Foi difícil, e em certos momentos
ainda é, ensinar-te que tens de saber respeitar o espaço da Cereja. Que há
regras que importa não esquecer e que se não forem aplicadas ela pode reagir na
defensiva e ser perigoso.
Com paciência, com firmeza e
assertividade, conseguiu-se que a Cereja percebesse que tu não eras um perigo e
que o lugar dela nunca esteve ameaçado.
Hoje são os melhores amigos das
brincadeiras. A amizade, o amor que têm um pelo outro é simplesmente incrível.
De encher o coração.
Também se chateiam.
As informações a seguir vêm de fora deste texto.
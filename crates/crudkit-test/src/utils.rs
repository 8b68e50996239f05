use std::sync::{Arc, Once};

use crudkit_common::{
    CrudError, CrudResult, Dialect, Entity, FromRow, Record, Row, TableSchema, Value,
};
use crudkit_exec::{Executor, SqliteConnection};
use parking_lot::Mutex;

/// DDL for the `user` table used by the SQLite tests.
pub const USER_TABLE_DDL: &str = "CREATE TABLE user (
    id INTEGER PRIMARY KEY AUTOINCREMENT,
    name TEXT NOT NULL,
    email TEXT,
    age INTEGER
)";

/// Installs a `tracing` subscriber honouring `RUST_LOG`, once per process.
pub fn init_tracing() {
    static INIT: Once = Once::new();
    INIT.call_once(|| {
        let _ = tracing_subscriber::fmt()
            .with_env_filter(tracing_subscriber::EnvFilter::from_default_env())
            .with_test_writer()
            .try_init();
    });
}

/// The `user` table descriptor.
pub fn user_schema() -> TableSchema {
    TableSchema::new("user", "id").with_int_fields(["id", "age"])
}

/// A row of the `user` table.
#[derive(Debug, Clone, PartialEq)]
pub struct User {
    /// Primary key; `None` before the row is inserted.
    pub id: Option<i64>,
    /// Display name.
    pub name: String,
    /// Optional e-mail address.
    pub email: Option<String>,
    /// Age in years.
    pub age: Option<i64>,
}

impl User {
    /// A new, not yet inserted user.
    pub fn new(name: &str, age: i64) -> Self {
        Self {
            id: None,
            name: name.to_string(),
            email: None,
            age: Some(age),
        }
    }
}

impl Entity for User {
    fn table_schema() -> TableSchema {
        user_schema()
    }

    fn to_record(&self) -> Record {
        Record::new()
            .with("id", self.id)
            .with("name", self.name.as_str())
            .with("email", self.email.clone())
            .with("age", self.age)
    }
}

impl FromRow for User {
    fn from_row(row: &Row) -> CrudResult<Self> {
        let text = |column: &str| -> CrudResult<Option<String>> {
            match row.require(column)? {
                Value::Null => Ok(None),
                Value::Text(s) => Ok(Some(s.clone())),
                other => Err(CrudError::execution(format!(
                    "column '{}' holds {}, expected text",
                    column, other
                ))),
            }
        };
        Ok(Self {
            id: row.require("id")?.as_i64(),
            name: text("name")?.unwrap_or_default(),
            email: text("email")?,
            age: row.require("age")?.as_i64(),
        })
    }
}

/// Opens an in-memory SQLite database with the `user` table.
pub fn sqlite_executor() -> anyhow::Result<Executor<SqliteConnection>> {
    let conn = SqliteConnection::open_in_memory()?;
    conn.execute_batch(USER_TABLE_DDL)?;
    Ok(Executor::new(conn, Dialect::Sqlite))
}

/// Messages seen by a SQL observer, with their trace ids.
pub type SqlLog = Arc<Mutex<Vec<(String, String)>>>;

/// Installs a SQL observer on `exec` that records into the returned log.
pub fn record_sql<C: crudkit_exec::Connection>(exec: &mut Executor<C>) -> SqlLog {
    let log: SqlLog = Arc::new(Mutex::new(Vec::new()));
    let sink = Arc::clone(&log);
    exec.set_sql_observer(move |message: &str, trace_id: &str| {
        sink.lock().push((message.to_string(), trace_id.to_string()));
    });
    log
}

/// Installs an error observer on `exec` that records error codes and
/// trace ids into the returned log.
pub fn record_errors<C: crudkit_exec::Connection>(
    exec: &mut Executor<C>,
) -> Arc<Mutex<Vec<(crudkit_common::ErrorCode, String)>>> {
    let log = Arc::new(Mutex::new(Vec::new()));
    let sink = Arc::clone(&log);
    exec.set_error_observer(move |error: &CrudError, trace_id: &str| {
        sink.lock().push((error.code(), trace_id.to_string()));
    });
    log
}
Ela contigo. Tu com ela. Mas adoram-se e já não vivem um sem o outro.
Quando a mãe ralha porque tu
fazes ouvidos moucos ou fizeste das tuas ou não fizeste o que era suposto, ela mete
o bedelho e ralha contigo também. Mas também te protege. Cobre-te de beijos,
mima-te. E quando tu fazes das tuas, desculpas-te que foi a Cereja. E quando
apareces com um arranhão novo que sabemos que foi ela, tu escondes o delito e
dizes que foi outra coisa qualquer. A vossa cumplicidade é enternecedora.
Sim, o início da vossa relação não foi
cor-de-rosa, mas hoje é azul da cor do céu com um sol de primavera bem ao
centro a fazer crescer o vosso amor-perfeito.

Dos livros... alguns livros de
histórias esperavam por ti na tua mesa de cabeceira. Histórias
para te ajudar a dormir quando fosses para a cama e a mãe ou o pai te embalassem no ritmo das palavras que fazem sonhar. Durante muito tempo
nenhuma destas história foi suficientemente cativante, interessante, sugestiva. E os livros continuaram ali, por ler. A única história que pedias era a
tua. A tua história. E tu ias buscar o teu álbum e pedias que te contassem a
tua história antes de adormecer. Sempre da mesma maneira, sem mudar uma vírgula, porque tu estavas
ali a ouvi-la muito atento. E a qualquer infração, qualquer desvio, tu feito polícia, metias a tua história na ordem. Não, não. Não é assim! Conta lá outra vez! Foi
assim, noite após noite. Era a tua história que tu querias ouvir. Essa sim, a
mais cativante, a mais interessante e verdadeira.
O teu álbum, o teu tesouro,
como tu o chamas, está guardado numa das gavetas da mesa de cabeceira. Tem uma
gaveta só para ele. Vive ali sozinho, porque nada é suficientemente valioso
para lhe fazer companhia.
Durante os dois primeiros meses recusavas-te a falar do Centro de
Acolhimento.
Tocávamos no assunto e tu rapidamente partias para outro. Deixaste de te lembrar dos nomes dos teus
amigos, das pessoas que cuidaram de ti. Como se fizesses questão de esquecer ou não lembrar. Medo de doer? Medo
de nos fazer doer se nos dissesses que tinhas saudades? Dificilmente saberemos
o que te ia na cabeça e no teu coração de menino. Só não querias falar.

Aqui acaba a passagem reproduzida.